What to do: Only the lines containing "context" should appear in the answer, copied from the listing below.
(Given data)
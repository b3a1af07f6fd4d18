//! # dcr-core
//!
//! Reader for the remote data-contract descriptor a process publishes so that
//! out-of-process diagnostic tools can find type layouts and global values
//! without sharing code with it.
//!
//! This crate provides:
//! - Remote memory access through a host-supplied read callback
//! - Descriptor header decoding with byte-order and pointer-width negotiation
//! - Data-context and stream parsing into type, blob and instance tables
//! - A [`Target`] session and a handle-based [`entrypoints`] surface
//!
//! ## Data flow
//!
//! ```text
//! read callback -> MemoryReader -> wire (header, payload)
//!               -> context (data context, streams, tables) -> Target -> caller
//! ```
//!
//! ## Why no unsafe code
//!
//! The target is never mapped into this process. Every byte is copied in by
//! a [`MemoryReader`], so decoding is plain slice work.

pub mod config;
pub mod context;
pub mod ds_type;
pub mod entrypoints;
pub mod error;
pub mod memory;
pub mod target;
pub mod types;
pub mod wire;

// Re-export commonly used types
pub use config::ReaderConfig;
pub use ds_type::DSType;
pub use error::{ReaderError, ReaderResult};
pub use memory::{CallbackReader, FileImageReader, MemoryReader, ReadFn, RemoteMemory};
pub use target::{Target, TargetConfig, TargetValue};
pub use types::{Address, Endianness, PointerWidth, TargetLayout};
//! Tests for the virtual memory system and its reservation protocol

use dcr_core::types::{Address, Endianness, PointerWidth};
use dcr_virtual::{
    BufferBackedRange, BufferBuilder, ExternalPtr, NullPage, Patch, VirtualMemoryError, VirtualMemorySystem,
};

fn system() -> VirtualMemorySystem
{
    VirtualMemorySystem::with_null_page(Endianness::Little, PointerWidth::Eight)
}

fn range(start: u64, len: usize) -> Box<BufferBackedRange>
{
    Box::new(BufferBackedRange::new(start, vec![0xab; len]))
}

#[test]
fn test_overlap_rejected_in_both_orders()
{
    // (first, second): partial, containment, exact
    let cases = [
        ((0x2000, 0x20), (0x2010, 0x20)),
        ((0x2000, 0x40), (0x2008, 0x08)),
        ((0x2000, 0x20), (0x2000, 0x20)),
    ];
    for ((a, a_len), (b, b_len)) in cases {
        let mut forward = system();
        forward.add_range(range(a, a_len));
        let err = forward.try_add_range(range(b, b_len)).unwrap_err();
        assert!(matches!(err, VirtualMemoryError::Overlap { .. }));

        let mut backward = system();
        backward.add_range(range(b, b_len));
        assert!(backward.try_add_range(range(a, a_len)).is_err());
    }
}

#[test]
fn test_adjacent_ranges_accepted()
{
    let mut system = system();
    system.add_range(range(0x2000, 0x10));
    system.add_range(range(0x2010, 0x10));
    assert_eq!(system.range_count(), 3);
}

#[test]
#[should_panic(expected = "overlaps")]
fn test_add_range_panics_on_overlap()
{
    let mut system = system();
    system.add_range(range(0x800, 0x10));
}

#[test]
fn test_stitched_read_across_ranges()
{
    let mut system = VirtualMemorySystem::new(Endianness::Little, PointerWidth::Eight);
    system.add_range(Box::new(BufferBackedRange::new(0x1000, (0x00..0x10).collect())));
    system.add_range(Box::new(BufferBackedRange::new(0x1010, (0x10..0x20).collect())));

    let mut dest = [0u8; 0x10];
    system.try_read(Address::new(0x1008), &mut dest).unwrap();
    let expected: Vec<u8> = (0x08..0x18).collect();
    assert_eq!(dest.as_slice(), expected.as_slice());
}

#[test]
fn test_read_across_gap_leaves_dest_untouched()
{
    let mut system = VirtualMemorySystem::new(Endianness::Little, PointerWidth::Eight);
    system.add_range(range(0x1000, 0x10));
    system.add_range(range(0x1020, 0x10));

    let mut dest = [0x55u8; 0x20];
    let err = system.try_read(Address::new(0x1008), &mut dest).unwrap_err();
    assert!(matches!(err, VirtualMemoryError::Unmapped { length: 0x20, .. }));
    assert!(dest.iter().all(|&byte| byte == 0x55));
}

#[test]
fn test_read_into_null_page_fails()
{
    let mut system = system();
    system.add_range(range(NullPage::SIZE, 0x10));
    let mut dest = [0u8; 8];
    assert!(system.try_read(Address::new(NullPage::SIZE - 4), &mut dest).is_err());
    assert!(system.try_read(Address::new(NullPage::SIZE), &mut dest).is_ok());
}

#[test]
fn test_reservations_are_disjoint_and_large_enough()
{
    let sizes = [0x30u64, 0x1, 0x200, 0x18, 0x0, 0x77];
    let mut system = system();
    system.add_range(range(0x1100, 0x40));

    let ids: Vec<_> = sizes
        .iter()
        .map(|&size| {
            let mut buffer = BufferBuilder::new(*system.layout(), format!("{size:#x}"));
            buffer.ensure_capacity(0, size as usize);
            buffer.reserve(&mut system)
        })
        .collect();
    assert_eq!(system.pending_reservations(), sizes.len());
    system.complete();
    assert_eq!(system.pending_reservations(), 0);

    let mut placed: Vec<(u64, u64)> = ids
        .iter()
        .zip(sizes)
        .map(|(&id, size)| {
            let start = system.resolved_address(id).unwrap().value();
            (start, start + size)
        })
        .collect();
    for &(start, _) in &placed {
        assert!(start >= NullPage::SIZE);
        assert_eq!(start % 8, 0);
    }
    placed.sort_unstable();
    for pair in placed.windows(2) {
        assert!(pair[0].1 <= pair[1].0, "{pair:?} overlap");
        assert!(pair[0].0 < pair[1].0);
    }
    for &(start, end) in &placed {
        assert!(end <= 0x1100 || start >= 0x1140);
    }
}

#[test]
fn test_cross_reservation_and_self_pointers_resolve()
{
    let mut system = VirtualMemorySystem::with_null_page(Endianness::Big, PointerWidth::Four);
    let layout = *system.layout();

    let mut target = BufferBuilder::new(layout, "target");
    target.write_u32(4, 0xdead_beef);
    target.patch_at(0, Patch::SameBufferOffset(4));
    let target_id = target.reserve(&mut system);

    let mut referrer = BufferBuilder::new(layout, "referrer");
    referrer.patch_at(
        0,
        Patch::ReservationOffset {
            reservation: target_id,
            offset: 4,
        },
    );
    let referrer_id = referrer.reserve(&mut system);

    system.complete();
    let target_start = system.resolved_address(target_id).unwrap();
    assert_eq!(system.try_read_pointer(target_start).unwrap(), target_start + 4);

    let referrer_start = system.resolved_address(referrer_id).unwrap();
    let pointer = system.try_read_pointer(referrer_start).unwrap();
    assert_eq!(system.try_read_u32(pointer).unwrap(), 0xdead_beef);
}

#[test]
#[should_panic(expected = "never bound")]
fn test_unbound_patch_point_panics_on_complete()
{
    let mut system = system();
    let mut buffer = BufferBuilder::new(*system.layout(), "unbound");
    buffer.add_patch_point(0);
    buffer.reserve(&mut system);
    system.complete();
}

#[test]
#[should_panic(expected = "already bound")]
fn test_patch_set_twice_panics()
{
    let mut buffer = BufferBuilder::new(*system().layout(), "twice");
    let slot = buffer.add_patch_point(0);
    buffer.set_patch(slot, Patch::ConstSize(1));
    buffer.set_patch(slot, Patch::ConstSize(2));
}

#[test]
fn test_try_complete_reports_unbound_patch()
{
    let mut system = system();
    let mut buffer = BufferBuilder::new(*system.layout(), "unbound");
    buffer.write_u32(0, 1);
    buffer.add_patch_point(8);
    buffer.reserve(&mut system);
    let err = system.try_complete().unwrap_err();
    assert!(matches!(err, VirtualMemoryError::UnboundPatch { offset: 8, .. }));
}

#[test]
fn test_external_pointer_swaps_for_opposite_order()
{
    let opposite = Endianness::native().opposite();
    let system = VirtualMemorySystem::new(opposite, PointerWidth::Eight);
    let external = system.to_external(Address::new(0x1122_3344_5566_7788));
    assert_eq!(external, ExternalPtr::from_raw(0x8877_6655_4433_2211));
    assert_eq!(system.from_external(external), Address::new(0x1122_3344_5566_7788));
}

#[test]
fn test_pointer_width_ceiling()
{
    let system = VirtualMemorySystem::new(Endianness::Little, PointerWidth::Four);
    assert!(system.validate_pointer(Address::new(0xffff_ffff)).is_ok());
    assert!(system.validate_pointer(Address::new(0x1_0000_0000)).is_err());
}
(End Given data)
Your response:
//! - Data-context and stream parsing into type, blob and instance tables
//!               -> context (data context, streams, tables) -> Target -> caller
pub mod context;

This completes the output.